The input string can be any length, but rarely more than 16 chars.
I've done a search and come up with structures like a trie, but I am still unsure of how to actually do this.
The structure used to hold your dictionary of valid entries will have a huge impact on efficiency. Organize it as a tree, root being the singular zero letter "word", the empty string. Each child of root is a single first letter of a possible word, children of those being the second letter of a possible word, etc., with each node marked as to whether it actually forms a word or not.
Your tester function will be recursive. It starts with zero letters, finds from the tree of valid entries that "" isn't a word but it does have children, so you call your tester recursively with your start word (of no letters) appended with each available remaining letter from your input string (which is all of them at that point). Check each one-letter entry in tree, if valid make note; if children, re-call tester function appending each of remaining available letters, and so on.
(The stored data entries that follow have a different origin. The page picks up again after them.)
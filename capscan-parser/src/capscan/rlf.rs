//! Radio Link Failure Scan
//!
//!     A device that lost its radio link leaves a few recognizable elements behind:
//!
//!         - `reestablishmentCause`        the re-establishment request after the failure
//!         - `rlf-InfoAvailable-rNN: true` the device tells the network it kept a report
//!         - `rlf-Report-r9`               the report itself, in a UE information response
//!         - `rlf-Cause-rNN`               why the link failed, inside the report
//!         - `scgFailureInformationNR`     the NR secondary cell group failed (EN-DC)
//!
//!     Each message contributes at most one finding of each kind, at the first line that shows
//!     it: a message body repeats its own name in nested headers. `rlf-InfoAvailable: false` is
//!     not a failure.

use crate::capscan::line::Line;
use crate::capscan::locating::find_instances_containing;
use crate::capscan::record::LineRecord;
use serde::Serialize;
use std::fmt;

/// What a finding shows.
#[derive(Debug, Clone, Copy, PartialEq, Eq, PartialOrd, Ord, Hash, Serialize)]
#[serde(rename_all = "kebab-case")]
pub enum RlfKind {
    Reestablishment,
    InfoAvailable,
    Report,
    Cause,
    ScgFailure,
}

impl RlfKind {
    const ALL: [RlfKind; 5] = [
        RlfKind::Reestablishment,
        RlfKind::InfoAvailable,
        RlfKind::Report,
        RlfKind::Cause,
        RlfKind::ScgFailure,
    ];

    /// Element family whose presence marks this kind.
    fn marker(self) -> &'static str {
        match self {
            RlfKind::Reestablishment => "reestablishmentCause",
            RlfKind::InfoAvailable => "rlf-InfoAvailable",
            RlfKind::Report => "rlf-Report-r9",
            RlfKind::Cause => "rlf-Cause",
            RlfKind::ScgFailure => "scgFailureInformationNR",
        }
    }

    fn matches(self, record: &LineRecord) -> bool {
        if !record.is_key_family(self.marker()) {
            return false;
        }
        match self {
            RlfKind::InfoAvailable => record.payload() == Some("true"),
            _ => true,
        }
    }

    fn carries_cause(self) -> bool {
        matches!(self, RlfKind::Reestablishment | RlfKind::Cause)
    }
}

impl fmt::Display for RlfKind {
    fn fmt(&self, f: &mut fmt::Formatter<'_>) -> fmt::Result {
        let name = match self {
            RlfKind::Reestablishment => "re-establishment request",
            RlfKind::InfoAvailable => "rlf info available",
            RlfKind::Report => "rlf report",
            RlfKind::Cause => "rlf cause",
            RlfKind::ScgFailure => "scg failure",
        };
        f.write_str(name)
    }
}

/// Failure cause read from `rlf-Cause` or `reestablishmentCause`.
#[derive(Debug, Clone, PartialEq, Eq, Serialize)]
#[serde(rename_all = "kebab-case")]
pub enum RlfCause {
    T310Expiry,
    RandomAccessProblem,
    RlcMaxNumRetx,
    OtherFailure,
    Other(String),
}

impl RlfCause {
    /// Classify an enumerated value, release suffix and all (`t310-Expiry-r11`).
    pub fn classify(value: &str) -> Self {
        if value.starts_with("t310") {
            RlfCause::T310Expiry
        } else if value.starts_with("randomAccessProblem") {
            RlfCause::RandomAccessProblem
        } else if value.starts_with("rlc-MaxNumRetx") {
            RlfCause::RlcMaxNumRetx
        } else if value.starts_with("otherFailure") || value.starts_with("other-failure") {
            RlfCause::OtherFailure
        } else {
            RlfCause::Other(value.to_string())
        }
    }
}

impl fmt::Display for RlfCause {
    fn fmt(&self, f: &mut fmt::Formatter<'_>) -> fmt::Result {
        match self {
            RlfCause::T310Expiry => f.write_str("t310-Expiry"),
            RlfCause::RandomAccessProblem => f.write_str("randomAccessProblem"),
            RlfCause::RlcMaxNumRetx => f.write_str("rlc-MaxNumRetx"),
            RlfCause::OtherFailure => f.write_str("otherFailure"),
            RlfCause::Other(value) => f.write_str(value),
        }
    }
}

/// One sign of a radio link failure. `line` is 0-based.
#[derive(Debug, Clone, PartialEq, Eq, Serialize)]
pub struct RlfFinding {
    pub line: usize,
    pub kind: RlfKind,
    #[serde(skip_serializing_if = "Option::is_none")]
    pub cause: Option<RlfCause>,
}

impl fmt::Display for RlfFinding {
    fn fmt(&self, f: &mut fmt::Formatter<'_>) -> fmt::Result {
        write!(f, "line {}: {}", self.line + 1, self.kind)?;
        match &self.cause {
            Some(cause) => write!(f, " ({})", cause),
            None => Ok(()),
        }
    }
}

/// Every radio link failure sign in a dump, in line order.
pub fn find_radio_link_failures(lines: &[Line]) -> Vec<RlfFinding> {
    let mut findings = Vec::new();
    for kind in RlfKind::ALL {
        for instance in find_instances_containing(lines, kind.marker()) {
            let found = instance.iter().enumerate().find_map(|(offset, line)| {
                let record = LineRecord::parse(line);
                kind.matches(&record).then_some((offset, record))
            });
            let Some((offset, record)) = found else {
                continue;
            };
            let cause = if kind.carries_cause() {
                record.payload().map(RlfCause::classify)
            } else {
                None
            };
            findings.push(RlfFinding {
                line: instance.start() + offset,
                kind,
                cause,
            });
        }
    }
    findings.sort_by_key(|finding| (finding.line, finding.kind));
    log::debug!("{} radio link failure sign(s)", findings.len());
    findings
}
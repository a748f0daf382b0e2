//! Shared configuration loader for the capscan toolchain.
//!
//! `defaults/capscan.default.toml` is embedded into every binary so that the documented defaults
//! and runtime behavior stay in sync. Applications layer user-specific files on top of those
//! defaults via [`Loader`] before deserializing into [`CapscanConfig`].
//!
//! Layering order: embedded defaults, then the per-user file at [`user_config_path`] when it
//! exists, then an explicit `--config` file, then single-key overrides.

use capscan_parser::capscan::capability::{ExtractionSettings, FeatureSet};
use capscan_parser::capscan::combos::ComboEncoder;
use config::builder::DefaultState;
use config::{Config, ConfigBuilder, ConfigError, File, FileFormat, ValueKind};
use serde::Deserialize;
use std::ffi::OsString;
use std::path::{Path, PathBuf};

const DEFAULT_TOML: &str = include_str!("../defaults/capscan.default.toml");
const USER_CONFIG_FILE: &str = "capscan/config.toml";

/// Top-level configuration consumed by capscan applications.
#[derive(Debug, Clone, Deserialize)]
pub struct CapscanConfig {
    pub extraction: ExtractionConfig,
    pub combos: ComboEncoder,
    pub output: OutputConfig,
    pub logging: LoggingConfig,
}

impl CapscanConfig {
    /// The parser-side settings described by this configuration.
    pub fn extraction_settings(&self) -> ExtractionSettings {
        ExtractionSettings {
            eutra: self.extraction.eutra.clone(),
            utra: self.extraction.utra.clone(),
            combos: self.combos.clone(),
        }
    }
}

/// Per-RAT feature tables.
#[derive(Debug, Clone, Deserialize)]
pub struct ExtractionConfig {
    pub eutra: FeatureSet,
    pub utra: FeatureSet,
}

#[derive(Debug, Clone, Deserialize)]
pub struct OutputConfig {
    pub format: OutputFormat,
}

#[derive(Debug, Clone, Copy, PartialEq, Eq, Deserialize)]
#[serde(rename_all = "kebab-case")]
pub enum OutputFormat {
    Json,
    Yaml,
}

#[derive(Debug, Clone, Deserialize)]
pub struct LoggingConfig {
    pub level: String,
}

/// Helper for layering user overrides over the built-in defaults.
#[derive(Debug, Clone)]
pub struct Loader {
    builder: ConfigBuilder<DefaultState>,
}

impl Loader {
    /// Start a loader seeded with the embedded defaults.
    pub fn new() -> Self {
        let builder = Config::builder().add_source(File::from_str(DEFAULT_TOML, FileFormat::Toml));
        Self { builder }
    }

    /// Layer a configuration file. Missing files trigger an error.
    pub fn with_file(mut self, path: impl AsRef<Path>) -> Self {
        let source = File::from(path.as_ref())
            .format(FileFormat::Toml)
            .required(true);
        self.builder = self.builder.add_source(source);
        self
    }

    /// Layer an optional configuration file (ignored if the file is absent).
    pub fn with_optional_file(mut self, path: impl AsRef<Path>) -> Self {
        let source = File::from(path.as_ref())
            .format(FileFormat::Toml)
            .required(false);
        self.builder = self.builder.add_source(source);
        self
    }

    /// Apply a single key/value override (the CLI's `--format`, for instance).
    pub fn set_override<I>(mut self, key: &str, value: I) -> Result<Self, ConfigError>
    where
        I: Into<ValueKind>,
    {
        self.builder = self.builder.set_override(key, value)?;
        Ok(self)
    }

    /// Finalize the builder and deserialize the resulting configuration.
    pub fn build(self) -> Result<CapscanConfig, ConfigError> {
        self.builder.build()?.try_deserialize()
    }
}

impl Default for Loader {
    fn default() -> Self {
        Self::new()
    }
}

/// `$XDG_CONFIG_HOME/capscan/config.toml`, or `$HOME/.config/capscan/config.toml` when
/// `XDG_CONFIG_HOME` is unset or empty.
pub fn user_config_path() -> Option<PathBuf> {
    user_config_path_from(std::env::var_os("XDG_CONFIG_HOME"), std::env::var_os("HOME"))
}

fn user_config_path_from(
    xdg_config_home: Option<OsString>,
    home: Option<OsString>,
) -> Option<PathBuf> {
    let base = match xdg_config_home.filter(|dir| !dir.is_empty()) {
        Some(dir) => PathBuf::from(dir),
        None => PathBuf::from(home.filter(|dir| !dir.is_empty())?).join(".config"),
    };
    Some(base.join(USER_CONFIG_FILE))
}

/// Convenience helper for callers that only need the defaults.
pub fn load_defaults() -> Result<CapscanConfig, ConfigError> {
    Loader::new().build()
}
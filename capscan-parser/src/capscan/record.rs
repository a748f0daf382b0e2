//! Line Records
//!
//!     Every format assumption about what sits on a single line lives here. A line is parsed once
//!     into a [LineRecord] and nothing downstream splits lines on whitespace or counts columns.
//!
//! Line Families
//!
//!     Signaling exports use a handful of shapes, all covered by one declarative pattern:
//!
//!         - `key`                         a container header (`ue-CapabilityRAT-ContainerList`)
//!         - `key: value`                  a leaf (`bandEUTRA: 3`)
//!         - `key(index): value`           an indexed leaf (`FreqBandIndicator(0): 3`)
//!         - `key: value (annotation)`     a leaf with its encoded form (`rat-Type: eutra (0)`)
//!         - `key: (annotation)`           a leaf shown only in parentheses (`Mobile Country Code: (310)`)
//!         - `key (annotation)`            a header with a note (`featureSets (3 items)`)
//!
//!     The annotation is the trailing parenthesized group. Renderers put the raw enumerated or
//!     encoded value there, so [LineRecord::payload] falls back to it when the value itself is
//!     empty. Lines matching no family keep their trimmed text as key.

use crate::capscan::line::Line;
use once_cell::sync::Lazy;
use regex::Regex;

static LINE_PATTERN: Lazy<Regex> = Lazy::new(|| {
    Regex::new(
        r"^(?P<indent> *)(?P<key>[^:()]*[^:()\s])(?:\((?P<index>\d+)\))?\s*(?::\s*(?P<value>.*)|\((?P<note>[^()]*)\))?\s*$",
    )
    .unwrap()
});

static TRAILING_ANNOTATION: Lazy<Regex> =
    Lazy::new(|| Regex::new(r"^(?P<value>.*?)\s*\((?P<annotation>[^()]*)\)$").unwrap());

/// A line split into depth, key, index, value and annotation.
#[derive(Debug, Clone, Copy, PartialEq, Eq)]
pub struct LineRecord<'a> {
    pub depth: usize,
    pub key: &'a str,
    pub index: Option<u32>,
    pub value: Option<&'a str>,
    pub annotation: Option<&'a str>,
}

impl<'a> LineRecord<'a> {
    pub fn parse(line: &'a Line) -> Self {
        Self::parse_str(line.text())
    }

    pub fn parse_str(text: &'a str) -> Self {
        let depth = crate::capscan::line::indent_depth(text);
        let Some(caps) = LINE_PATTERN.captures(text) else {
            return LineRecord {
                depth,
                key: text.trim(),
                index: None,
                value: None,
                annotation: None,
            };
        };

        let key = caps.name("key").map_or("", |m| m.as_str());
        let index = caps
            .name("index")
            .and_then(|m| m.as_str().parse::<u32>().ok());
        let (value, annotation) = match (caps.name("value"), caps.name("note")) {
            (Some(raw), _) => split_annotation(raw.as_str().trim()),
            (None, Some(note)) => (None, non_empty(note.as_str().trim())),
            (None, None) => (None, None),
        };

        LineRecord {
            depth,
            key,
            index,
            value,
            annotation,
        }
    }

    /// The value, or the annotation when the value is empty.
    pub fn payload(&self) -> Option<&'a str> {
        self.value.or(self.annotation)
    }

    /// True for `name` itself and for release-suffixed variants such as `name-r15`.
    pub fn is_key_family(&self, name: &str) -> bool {
        match self.key.strip_prefix(name) {
            Some(rest) => rest.is_empty() || rest.starts_with('-'),
            None => false,
        }
    }
}

fn split_annotation(raw: &str) -> (Option<&str>, Option<&str>) {
    match TRAILING_ANNOTATION.captures(raw) {
        Some(caps) => {
            let value = caps.name("value").map_or("", |m| m.as_str());
            let annotation = caps.name("annotation").map_or("", |m| m.as_str());
            (non_empty(value.trim()), non_empty(annotation.trim()))
        }
        None => (non_empty(raw), None),
    }
}

fn non_empty(text: &str) -> Option<&str> {
    if text.is_empty() {
        None
    } else {
        Some(text)
    }
}
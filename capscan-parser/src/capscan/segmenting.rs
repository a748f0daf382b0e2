//! Message Instances
//!
//!     A signaling export is a sequence of messages, each a contiguous run of lines, separated by
//!     exactly empty lines. A message instance is the run strictly between two separators, so
//!     runs of blank lines (including at the start or end of the dump) never produce an empty
//!     instance. A dump without any blank line is a single instance.
//!
//!     Splitting is lazy: [Instances] walks the slice on demand and hands out borrowed views, so
//!     callers that only need the first matching message never scan the rest of the file.
//!     Instances are independent of each other, which makes them the natural unit for callers that
//!     want to fan work out.

use crate::capscan::line::Line;
use std::ops::Deref;

/// One blank-line delimited message of a dump.
#[derive(Debug, Clone, Copy, PartialEq, Eq)]
pub struct MessageInstance<'a> {
    lines: &'a [Line],
    start: usize,
}

impl<'a> MessageInstance<'a> {
    pub fn lines(&self) -> &'a [Line] {
        self.lines
    }

    /// Position of the first line within the sequence that was split.
    pub fn start(&self) -> usize {
        self.start
    }

    /// True when any line of the instance contains `marker`.
    pub fn contains(&self, marker: &str) -> bool {
        self.lines.iter().any(|line| line.contains(marker))
    }
}

impl Deref for MessageInstance<'_> {
    type Target = [Line];

    fn deref(&self) -> &Self::Target {
        self.lines
    }
}

/// Lazy iterator over the message instances of a line sequence.
#[derive(Debug, Clone)]
pub struct Instances<'a> {
    lines: &'a [Line],
    cursor: usize,
}

impl<'a> Iterator for Instances<'a> {
    type Item = MessageInstance<'a>;

    fn next(&mut self) -> Option<Self::Item> {
        while self.cursor < self.lines.len() && self.lines[self.cursor].is_blank() {
            self.cursor += 1;
        }
        if self.cursor >= self.lines.len() {
            return None;
        }

        let start = self.cursor;
        while self.cursor < self.lines.len() && !self.lines[self.cursor].is_blank() {
            self.cursor += 1;
        }

        Some(MessageInstance {
            lines: &self.lines[start..self.cursor],
            start,
        })
    }
}

/// Split a dump into its message instances.
pub fn split_into_instances(lines: &[Line]) -> Instances<'_> {
    Instances { lines, cursor: 0 }
}

#[cfg(test)]
mod tests {
    use super::*;
    use crate::capscan::testing::lines;

    fn texts<'a>(instance: &MessageInstance<'a>) -> Vec<&'a str> {
        instance.lines().iter().map(Line::text).collect()
    }

    #[test]
    fn test_split_on_blank_lines() {
        let source = lines(&["a", "  b", "", "c", "", "", "d"]);
        let instances: Vec<_> = split_into_instances(&source).collect();

        assert_eq!(instances.len(), 3);
        assert_eq!(texts(&instances[0]), vec!["a", "  b"]);
        assert_eq!(texts(&instances[1]), vec!["c"]);
        assert_eq!(texts(&instances[2]), vec!["d"]);
        assert_eq!(instances[2].start(), 6);
    }

    #[test]
    fn test_leading_and_trailing_blanks_produce_nothing() {
        let source = lines(&["", "", "a", "", ""]);
        let instances: Vec<_> = split_into_instances(&source).collect();

        assert_eq!(instances.len(), 1);
        assert_eq!(instances[0].start(), 2);
    }

    #[test]
    fn test_no_blank_lines_is_one_instance() {
        let source = lines(&["a", "b", "c"]);
        assert_eq!(split_into_instances(&source).count(), 1);
    }

    #[test]
    fn test_whitespace_only_line_does_not_separate() {
        let source = lines(&["a", "   ", "b"]);
        assert_eq!(split_into_instances(&source).count(), 1);
    }

    #[test]
    fn test_empty_input() {
        assert_eq!(split_into_instances(&[]).count(), 0);
        assert_eq!(split_into_instances(&lines(&["", ""])).count(), 0);
    }
}
/// What to extract, per RAT, plus the encoder's field names.
#[derive(Debug, Clone, PartialEq, Eq, Serialize, Deserialize)]
#[serde(default)]
pub struct ExtractionSettings {
    pub eutra: FeatureSet,
    pub utra: FeatureSet,
    pub combos: ComboEncoder,
}

impl Default for ExtractionSettings {
    fn default() -> Self {
        ExtractionSettings {
            eutra: FeatureSet::new(
                &["accessStratumRelease", "ue-Category", "featureGroupIndicators"],
                &["supportedROHC-Profiles", "phyLayerParameters"],
            ),
            utra: FeatureSet::new(
                &["accessStratumReleaseIndicator", "multiModeCapability"],
                &["pdcp-Capability"],
            ),
            combos: ComboEncoder::default(),
        }
    }
}

/// Features one RAT container declares.
#[derive(Debug, Clone, Default, PartialEq, Eq, Serialize)]
pub struct RatCapability {
    pub fields: FieldMap,
    pub nested: BTreeMap<String, Option<FieldMap>>,
    #[serde(skip_serializing_if = "Vec::is_empty")]
    pub bands: Vec<String>,
}

/// Everything extracted from one dump.
#[derive(Debug, Clone, PartialEq, Eq, Serialize)]
pub struct CapabilityReport {
    pub network: NetworkIdentity,
    pub request: CapabilityRequest,
    pub eutra: Option<RatCapability>,
    pub utra: Option<RatCapability>,
    pub endc_combos: BTreeSet<String>,
}

/// A RAT container cut out of the container list, starting at its `rat-Type` line.
struct RatContainer<'a> {
    rat: String,
    body: Subtree<'a>,
}
//! Core types and traits for the Tangle slice model.
//!
//! This is the leaf crate with zero internal dependencies. It defines
//! the identifiers, the error taxonomy, and the growth-policy seam shared
//! by the arena and every consumer of the model.

#![deny(missing_docs)]
#![deny(rustdoc::broken_intra_doc_links)]
#![forbid(unsafe_code)]

pub mod error;
pub mod id;
pub mod traits;

pub use error::{ConfigError, SliceError};
pub use id::{ArenaId, StoreId, ViewId};
pub use traits::GrowthPolicy;
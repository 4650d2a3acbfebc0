//! Canonical aliasing scenarios.
//!
//! - [`five_element_array`]: the five-element array `[1, 2, 3, 4, 5]` every
//!   scenario starts from.
//! - [`ClobberScenario`]: a three-element prefix view appended to in place,
//!   overwriting the parent's last two elements.

use tangle_arena::{ArenaConfig, BorrowedView, Grown, OwnedView, SliceArena};

/// An arena with hazard tracking on.
pub fn tracked_arena<T>() -> SliceArena<T> {
    SliceArena::with_config(ArenaConfig::tracked()).expect("tracked config is valid")
}

/// Allocate `[1, 2, 3, 4, 5]`.
pub fn five_element_array(arena: &mut SliceArena<i32>) -> OwnedView<i32> {
    arena
        .from_elements([1, 2, 3, 4, 5])
        .expect("five-element store allocates")
}

/// `arr = [1, 2, 3, 4, 5]; sub = arr[0:3]; grown = append(sub, 6, 7)`.
pub struct ClobberScenario {
    pub arr: OwnedView<i32>,
    pub sub: BorrowedView<i32>,
    pub grown: Grown<i32>,
}

impl ClobberScenario {
    pub fn run(arena: &mut SliceArena<i32>) -> Self {
        let arr = five_element_array(arena);
        let sub = arena.slice(&arr, 0, 3).expect("0..3 is within capacity 5");
        let grown = arena.append(&sub, [6, 7]).expect("in-place append");
        Self { arr, sub, grown }
    }
}
//! Benchmark workloads for the Tangle slice model.
//!
//! - [`filled_arena`]: an arena holding one view of `len` sequential values.
//! - [`append_chain`]: grow a view one element at a time, the workload that
//!   exercises the growth policy hardest.

#![forbid(unsafe_code)]
#![deny(rustdoc::broken_intra_doc_links)]

use tangle_arena::{OwnedView, SliceArena};
use tangle_core::SliceError;

/// Build an arena holding a single view over `0..len`.
pub fn filled_arena(len: usize) -> Result<(SliceArena<u64>, OwnedView<u64>), SliceError> {
    let mut arena = SliceArena::new();
    let view = arena.from_elements(0..len as u64)?;
    Ok((arena, view))
}

/// Append `count` elements one at a time starting from an empty view.
///
/// Returns the final view. Intermediate stores are reclaimed before returning.
pub fn append_chain(arena: &mut SliceArena<u64>, count: usize) -> Result<OwnedView<u64>, SliceError> {
    let mut view = arena.from_elements(std::iter::empty())?;
    for i in 0..count as u64 {
        view = arena.append(&view, [i])?;
    }
    arena.reclaim();
    Ok(view)
}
So for example, if your input string is "helloworld", you're going to first call your recursive tester function with "", passing the remaining available letters "helloworld" as a 2nd parameter. Function sees that "" isn't a word, but child "h" does exist. So it calls itself with "h", and "elloworld". Function sees that "h" isn't a word, but child "e" exists. So it calls itself with "he" and "lloworld". Function sees that "e" is marked, so "he" is a word, take note. Further, child "l" exists, so next call is "hel" with "loworld". It will next find "hell", then "hello", then will have to back out and probably next find "hollow", before backing all the way out to the empty string again and then starting with "e" words next.
I couldn't resist my own implementation. It creates a dictionary by sorting all the letters alphabetically, and mapping them to the words that can be created from them. This is an O(n) start-up operation that eliminates the need to find all permutations. You could implement the dictionary as a trie in another language to attain faster speedups.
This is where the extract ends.